I feel weak compared to John, physically and mentally although judging by my bossy mouth you couldn’t tell. He holds a fulltime job, a sick partner who’s pregnant and a 2yr old and has done for 7yrs now. I rely on John to do all the lifting and pushing of the pram when out and good help him if my sugars are low which puts me in a uncontrollable foul mood and then he’s got to do a 8hr shift at work that evening too. He has a lot of responsibility for a 21yr old. On the outside I look no different from anyone else and you couldn’t tell there was anything wrong with me so even John and my family are deceived by my exterior and mouth and don’t realise how much energy just been awake for me.
The most hurtful often recurring resentful memory I have as a adult is been compared to a healthy person of the same age. Me and john have had endless arguments where “why don’t you go get a job and I’ll stay at home” is thrown about and in my option defiantly overused. I have no choice and believe me when I say if I could I would have a fulltime job because for me that would represent 23yrs of taking thousands of medications to “fit in” like everyone else was worthwhile and basically a achievement. But I guess no one can be expected to understand 365 days a year.
It’s coming up to my 23rd birthday and the statistics of the life expectancy now for a Cystic Fibrosis suffers is 35yrs old. So with 13yrs statically left my daily thought is how can I make this longer so I get to spend more time with my 2yr old son, husband to be and unborn child .What are what’s my top things to do??

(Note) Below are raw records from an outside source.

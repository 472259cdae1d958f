//! Error types for event construction and wire conversion.

use thiserror::Error;

/// Validation failures raised at construction, mutation, or deserialization time.
///
/// All variants are local, synchronous errors: the caller must fix the input and
/// retry the call. Nothing is retried or swallowed internally.
#[derive(Error, Debug)]
pub enum EventError {
    #[error("start and end must either both be dates or both be datetimes")]
    TimeKindMismatch,

    #[error("the maximum number of override reminders is 5")]
    TooManyReminders,

    #[error("cannot specify both default reminders and overrides at the same time")]
    ConflictingReminders,

    #[error("malformed event JSON: {0}")]
    MalformedJson(String),

    #[error("invalid event id '{0}': expected 5-1024 characters in [a-vA-V0-9]")]
    InvalidEventId(String),

    #[error("unknown timezone: {0}")]
    UnknownTimezone(String),

    #[error("invalid datetime: {0}")]
    InvalidDateTime(String),
}

/// Result type alias for event operations.
pub type EventResult<T> = Result<T, EventError>;
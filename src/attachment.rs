//! File attachments on events.

use serde::{Deserialize, Serialize};

/// A file attached to an event.
#[derive(Debug, Clone, PartialEq, Serialize, Deserialize)]
pub struct Attachment {
    pub title: String,
    pub file_url: String,
    pub mime_type: String,
}

impl Attachment {
    pub fn new(
        file_url: impl Into<String>,
        title: impl Into<String>,
        mime_type: impl Into<String>,
    ) -> Self {
        Attachment {
            title: title.into(),
            file_url: file_url.into(),
            mime_type: mime_type.into(),
        }
    }
}
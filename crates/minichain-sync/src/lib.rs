use minichain_core::{is_chain_valid, Block, Ledger, TransactionPool};
use serde::{Deserialize, Serialize};
use std::collections::HashSet;
use thiserror::Error;
use tracing::{debug, warn};
use url::Url;

#[derive(Debug, Error)]
pub enum SyncError {
    #[error("invalid peer address `{0}`")]
    InvalidAddress(String),
    #[error("peer request failed: {0}")]
    Request(#[from] reqwest::Error),
    #[error("peer answered with status {0}")]
    Status(reqwest::StatusCode),
}

/// The set of known peer authorities (`host:port`).
#[derive(Clone, Debug, Default)]
pub struct PeerRegistry {
    nodes: HashSet<String>,
}

impl PeerRegistry {
    pub fn new() -> Self {
        Self::default()
    }

    /// Insert the authority of a URL-like address such as
    /// `http://127.0.0.1:5000/`. Duplicate inserts are no-ops.
    pub fn add_node(&mut self, address: &str) -> Result<(), SyncError> {
        let url =
            Url::parse(address).map_err(|_| SyncError::InvalidAddress(address.to_string()))?;
        let host = url
            .host_str()
            .ok_or_else(|| SyncError::InvalidAddress(address.to_string()))?;
        let authority = match url.port() {
            Some(port) => format!("{host}:{port}"),
            None => host.to_string(),
        };
        self.nodes.insert(authority);
        Ok(())
    }

    pub fn nodes(&self) -> impl Iterator<Item = &str> {
        self.nodes.iter().map(String::as_str)
    }

    pub fn len(&self) -> usize {
        self.nodes.len()
    }

    pub fn is_empty(&self) -> bool {
        self.nodes.is_empty()
    }
}

/// Wire shape of a node's `GET /chain` response.
#[derive(Clone, Debug, Serialize, Deserialize)]
pub struct ChainSnapshot {
    pub chain: Vec<Block>,
    pub length: usize,
}

/// Transport seam: how the resolver obtains a peer's chain. Tests substitute
/// an in-memory implementation.
pub trait ChainFetcher {
    fn fetch_chain(
        &self,
        node: &str,
    ) -> impl std::future::Future<Output = Result<ChainSnapshot, SyncError>> + Send;
}

#[derive(Clone, Debug, Default)]
pub struct HttpFetcher {
    client: reqwest::Client,
}

impl HttpFetcher {
    pub fn new() -> Self {
        Self::default()
    }
}

impl ChainFetcher for HttpFetcher {
    async fn fetch_chain(&self, node: &str) -> Result<ChainSnapshot, SyncError> {
        let response = self.client.get(format!("http://{node}/chain")).send().await?;
        if !response.status().is_success() {
            return Err(SyncError::Status(response.status()));
        }
        Ok(response.json().await?)
    }
}

/// Longest-valid-chain resolution across the registered peers.
#[derive(Clone, Debug, Default)]
pub struct ConsensusResolver<F = HttpFetcher> {
    fetcher: F,
}

impl ConsensusResolver<HttpFetcher> {
    pub fn new() -> Self {
        Self::default()
    }
}

impl<F: ChainFetcher> ConsensusResolver<F> {
    pub fn with_fetcher(fetcher: F) -> Self {
        Self { fetcher }
    }

    /// Visit every peer in turn and adopt the longest strictly-longer valid
    /// chain seen, if any. Returns whether the local chain was replaced.
    ///
    /// Unreachable peers are skipped; equal-length chains never replace the
    /// local one.
    pub async fn resolve<P: TransactionPool>(
        &self,
        ledger: &mut Ledger<P>,
        peers: &PeerRegistry,
    ) -> bool {
        let mut max_length = ledger.len();
        let mut best: Option<Vec<Block>> = None;

        for node in peers.nodes() {
            let snapshot = match self.fetcher.fetch_chain(node).await {
                Ok(snapshot) => snapshot,
                Err(err) => {
                    warn!(%node, error = %err, "skipping peer during consensus");
                    continue;
                }
            };
            if snapshot.length > max_length && is_chain_valid(&snapshot.chain) {
                debug!(%node, length = snapshot.length, "found a longer valid chain");
                max_length = snapshot.length;
                best = Some(snapshot.chain);
            }
        }

        match best {
            Some(chain) => {
                ledger.replace_chain(chain);
                true
            }
            None => false,
        }
    }
}
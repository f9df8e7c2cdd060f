use crate::Block;
use sha2::{Digest, Sha256};

/// SHA-256 of a block's canonical JSON form, as 64 lowercase hex chars.
///
/// The block is first converted to a `serde_json::Value`, whose object maps
/// are BTree-backed, so keys come out sorted and two structurally identical
/// blocks always hash identically regardless of field insertion order.
pub fn block_hash(block: &Block) -> String {
    let value = serde_json::to_value(block).expect("block serializes to JSON");
    hex::encode(Sha256::digest(value.to_string().as_bytes()))
}
/// Hex-zero prefix a puzzle digest must carry to count as solved.
pub const DIFFICULTY_PREFIX: &str = "0000";

pub const GENESIS_PROOF: u64 = 1;
pub const GENESIS_PREVIOUS_HASH: &str = "0";

pub const HASH_SIZE: usize = 32;
pub const HASH_HEX_SIZE: usize = HASH_SIZE * 2;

The honest blunt truth is I want to see my children have a normal childhood without 50 tablets a day, not be restricted to play in stagnant water and eat a healthy balanced diet. Yes that it. I would be naive and foolish to think or wish to see them graduate university, their first job or be here for their wedding day or the birth of their children. I have almost accepted that. But what I have learned in life is your childhood shapes our future and our personality. I have my kindness towards others and mouth from my mum and I get my sensitivity and teeth from my dad… I just hope I teach my children right from wrong, how to love and forgive and encourage with a slight push with their education and I’ll be happy knowing I did what a good mum is meant too..
So now I'll take a break from typing to go do my treatments and eat some food to make my fate move out the way and letmy plan take over to see all the life events many take for granted.